RP I’m not saying it’s better, it’s just that…
MH I know what you mean, there’s more room. That’s part of the problem people have with photography. Photography is so constricting to some people.
RP Maybe you’ve got it right there. I hadn’t thought about that. Maybe there’s too much already there in photography to think about in any other way other than what it is supposed to look like.
MH That’s what I was curious about, whether the question “What it is supposed to look like?” is in your mind or in the work.
RP When I first saw The Slaves, by Michelangelo, or even the ??Tomb of the Medici Night?? and Day, I didn’t understand how he made the decision not to carve the man’s face. That was an unbelievable decision, or how those slaves are in fact, finished. That wasn’t really being done at the time, so I sometimes think about the idea that artists are the ones who give themselves permission to transfer their “thinking” to an object.
MH So sex…
MH We were talking about painting being sexy, as an action, but photography being sexy on a mental level. Is there sex in The Jokes?
RP Well, I don’t know. That’s one way of talking about it. The other way is just the way they look and feel like sex. I’ve heard that my work is really cool and I’ve always wanted to feel it’s just the opposite. It’s only recently, since the Gangs, that people talked about sex.
MH Do you think the coolness that some people talk about is the sexiness that others recognize?

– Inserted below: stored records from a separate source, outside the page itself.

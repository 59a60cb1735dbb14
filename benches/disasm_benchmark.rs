use criterion::{black_box, criterion_group, criterion_main, Criterion};
use dis_rust::{
    cursor::InstructionCursor,
    disasm::{CodeFunction, Disassembler},
    opcode::{OpcodeTable, SchemaVersion},
};

/// Construit une fonction factice : chargements, additions, appels
fn sample_code(table: &OpcodeTable, rounds: usize) -> Vec<u16> {
    let op = |name: &str| table.lookup(name).map(|o| o.0).unwrap_or(0);
    let mut code = Vec::new();
    for i in 0..rounds as u16 {
        code.extend_from_slice(&[op("o_load_integer"), i, 0]);
        code.extend_from_slice(&[op("o_int_add"), 0, 1, 2]);
        code.extend_from_slice(&[op("o_call_native"), 3, 3, 0, 1, 2, 4]);
        code.extend_from_slice(&[op("o_jump_if"), 1, 4, 0xFFF0]);
    }
    code.push(op("o_return_unit"));
    code
}

fn benchmark_cursor(c: &mut Criterion) {
    let table = OpcodeTable::new(SchemaVersion::Current).unwrap();
    let code = sample_code(&table, 1000);

    c.bench_function("cursor_walk_1000", |b| {
        b.iter(|| InstructionCursor::over(&table, black_box(&code)).count())
    });
}

fn benchmark_disassembly(c: &mut Criterion) {
    let table = OpcodeTable::new(SchemaVersion::Current).unwrap();
    let disassembler = Disassembler::new(&table);
    let code = sample_code(&table, 1000);

    c.bench_function("disassemble_1000", |b| {
        b.iter(|| disassembler.disassemble(black_box(code.as_slice())).unwrap())
    });

    let functions: Vec<CodeFunction> = (0..64)
        .map(|i| CodeFunction::native(format!("f{i}"), sample_code(&table, 100)))
        .collect();

    c.bench_function("disassemble_all_64", |b| {
        b.iter(|| disassembler.disassemble_all(black_box(&functions)))
    });
}

criterion_group!(benches, benchmark_cursor, benchmark_disassembly);
criterion_main!(benches);
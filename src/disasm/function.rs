//! Fonctions fournies par l'hôte

use serde::{Deserialize, Serialize};

/// Interface d'une fonction à désassembler
///
/// Une fonction étrangère (implémentée hors de la VM) n'a pas de flux
/// d'instructions : `code` n'est alors jamais consulté.
pub trait FunctionSource {
    /// Nom affichable de la fonction
    fn name(&self) -> &str;

    /// Vrai si la fonction n'a pas de flux d'instructions
    fn is_foreign(&self) -> bool;

    /// Mots de code de la fonction
    fn code(&self) -> &[u16];
}

/// Fonction décrite par l'hôte, chargeable depuis JSON
///
/// ```json
/// { "name": "main", "foreign": false, "code": [42, 5, 1, 31, 1] }
/// ```
#[derive(Debug, Clone, PartialEq, Eq, Serialize, Deserialize)]
pub struct CodeFunction {
    pub name: String,

    #[serde(default)]
    pub foreign: bool,

    #[serde(default)]
    pub code: Vec<u16>,
}

impl CodeFunction {
    /// Fonction compilée pour la VM
    pub fn native(name: impl Into<String>, code: Vec<u16>) -> Self {
        Self {
            name: name.into(),
            foreign: false,
            code,
        }
    }

    /// Fonction implémentée par l'hôte
    pub fn foreign(name: impl Into<String>) -> Self {
        Self {
            name: name.into(),
            foreign: true,
            code: Vec::new(),
        }
    }

    /// Charge une fonction ou une liste de fonctions depuis du JSON
    pub fn parse_many(json: &str) -> serde_json::Result<Vec<CodeFunction>> {
        #[derive(Deserialize)]
        #[serde(untagged)]
        enum OneOrMany {
            One(CodeFunction),
            Many(Vec<CodeFunction>),
        }

        Ok(match serde_json::from_str(json)? {
            OneOrMany::One(function) => vec![function],
            OneOrMany::Many(functions) => functions,
        })
    }
}

impl FunctionSource for CodeFunction {
    fn name(&self) -> &str {
        &self.name
    }

    fn is_foreign(&self) -> bool {
        self.foreign
    }

    fn code(&self) -> &[u16] {
        &self.code
    }
}

/// Un tampon brut est toujours une fonction native
impl FunctionSource for [u16] {
    fn name(&self) -> &str {
        "<code>"
    }

    fn is_foreign(&self) -> bool {
        false
    }

    fn code(&self) -> &[u16] {
        self
    }
}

RP Maybe because of the images themselves—bikers’ girlfriends. For instance, there were two reactions to the first girl friend piece; people thought it was ugly or they thought it was sexy. You can talk all you want about the art—but those girls took me with sex. They were very sexual looking. And the thing is, I’ve never been attracted to the Playboy thing. I’m attracted to people who aren’t necessarily desirable. In terms of the way most people look, I’m just the opposite. The more imperfect they are, the better I like them. Those first girl friends were portraits of a specific type of person. They were tough. In the end, they’re almost Arbus-like. In the end, that piece was about me as an artist coming across in terms of what I thought was sex. For instance, I had tried to do a boy friend picture for three years and I finally did one.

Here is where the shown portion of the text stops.